**What is expected:** What is needed here is every record, retyped without any change.

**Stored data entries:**
★ ★ ★
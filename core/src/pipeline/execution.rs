// foodgram-core/src/pipeline/execution.rs

use super::context_data::ContextData;
use super::control::{PipelineControl, PipelineResult};
use super::definition::Pipeline;
use crate::error::PipelineError;
use tracing::{event, instrument, span, Instrument, Level};

impl<TData, Err> Pipeline<TData, Err>
where
  TData: 'static + Send + Sync,
  Err: std::error::Error + From<PipelineError> + Send + Sync + 'static,
{
  /// Runs every step in declaration order against `ctx_data`.
  ///
  /// Returns the first handler error unchanged. A non-optional step without
  /// handlers fails with `PipelineError::HandlerMissing`, converted into `Err`.
  #[instrument(
    name = "Pipeline::run",
    skip_all,
    fields(
      pipeline_context_data_type = %std::any::type_name::<TData>(),
      num_steps = self.steps.len(),
    ),
    err(Display)
  )]
  pub async fn run(&self, ctx_data: ContextData<TData>) -> Result<PipelineResult, Err> {
    event!(Level::DEBUG, "Pipeline execution starting.");

    for (step_idx, step_def) in self.steps.iter().enumerate() {
      let step_name = step_def.name.as_str();
      let step_span = span!(
        Level::DEBUG,
        "pipeline_step",
        step_name = step_name,
        step_index = step_idx
      );

      if let Some(skip_if) = &step_def.skip_if {
        if skip_if(ctx_data.clone()) {
          event!(Level::DEBUG, step_name, "Step skipped by its skip condition.");
          continue;
        }
      }

      let handlers = match self.on.get(step_name) {
        Some(handlers) if !handlers.is_empty() => handlers,
        _ if step_def.optional => {
          event!(Level::DEBUG, step_name, "Optional step has no handlers, skipping.");
          continue;
        }
        _ => {
          event!(Level::ERROR, step_name, "Non-optional step has no handlers.");
          return Err(Err::from(PipelineError::HandlerMissing {
            step_name: step_def.name.clone(),
          }));
        }
      };

      for handler_fn in handlers {
        // Span guards are not Send, so the span is attached to the future instead.
        match handler_fn(ctx_data.clone()).instrument(step_span.clone()).await {
          Ok(PipelineControl::Continue) => {}
          Ok(PipelineControl::Stop) => {
            event!(Level::INFO, step_name, "Pipeline stopped by a handler.");
            return Ok(PipelineResult::Stopped);
          }
          Err(e) => {
            event!(Level::DEBUG, step_name, error = %e, "Step handler failed.");
            return Err(e);
          }
        }
      }
    }

    event!(Level::DEBUG, "Pipeline execution completed.");
    Ok(PipelineResult::Completed)
  }
}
★ ★ ★
**Task response:**
filename core/src/pipeline/execution.rs
// foodgram-core/src/pipeline/execution.rs

use super::context_data::ContextData;
use super::control::{PipelineControl, PipelineResult};
use super::definition::Pipeline;
use crate::error::PipelineError;
use tracing::{event, instrument, span, Instrument, Level};

impl<TData, Err> Pipeline<TData, Err>
where
  TData: 'static + Send + Sync,
  Err: std::error::Error + From<PipelineError> + Send + Sync + 'static,
{
  /// Runs every step in declaration order against `ctx_data`.
  ///
  /// Returns the first handler error unchanged. A non-optional step without
  /// handlers fails with `PipelineError::HandlerMissing`, converted into `Err`.
  #[instrument(
    name = "Pipeline::run",
    skip_all,
    fields(
      pipeline_context_data_type = %std::any::type_name::<TData>(),
      num_steps = self.steps.len(),
    ),
    err(Display)
  )]
  pub async fn run(&self, ctx_data: ContextData<TData>) -> Result<PipelineResult, Err> {
    event!(Level::DEBUG, "Pipeline execution starting.");

    for (step_idx, step_def) in self.steps.iter().enumerate() {
      let step_name = step_def.name.as_str();
      let step_span = span!(
        Level::DEBUG,
        "pipeline_step",
        step_name = step_name,
        step_index = step_idx
      );

      if let Some(skip_if) = &step_def.skip_if {
        if skip_if(ctx_data.clone()) {
          event!(Level::DEBUG, step_name, "Step skipped by its skip condition.");
          continue;
        }
      }

      let handlers = match self.on.get(step_name) {
        Some(handlers) if !handlers.is_empty() => handlers,
        _ if step_def.optional => {
          event!(Level::DEBUG, step_name, "Optional step has no handlers, skipping.");
          continue;
        }
        _ => {
          event!(Level::ERROR, step_name, "Non-optional step has no handlers.");
          return Err(Err::from(PipelineError::HandlerMissing {
            step_name: step_def.name.clone(),
          }));
        }
      };

      for handler_fn in handlers {
        // Span guards are not Send, so the span is attached to the future instead.
        match handler_fn(ctx_data.clone()).instrument(step_span.clone()).await {
          Ok(PipelineControl::Continue) => {}
          Ok(PipelineControl::Stop) => {
            event!(Level::INFO, step_name, "Pipeline stopped by a handler.");
            return Ok(PipelineResult::Stopped);
          }
          Err(e) => {
            event!(Level::DEBUG, step_name, error = %e, "Step handler failed.");
            return Err(e);
          }
        }
      }
    }

    event!(Level::DEBUG, "Pipeline execution completed.");
    Ok(PipelineResult::Completed)
  }
}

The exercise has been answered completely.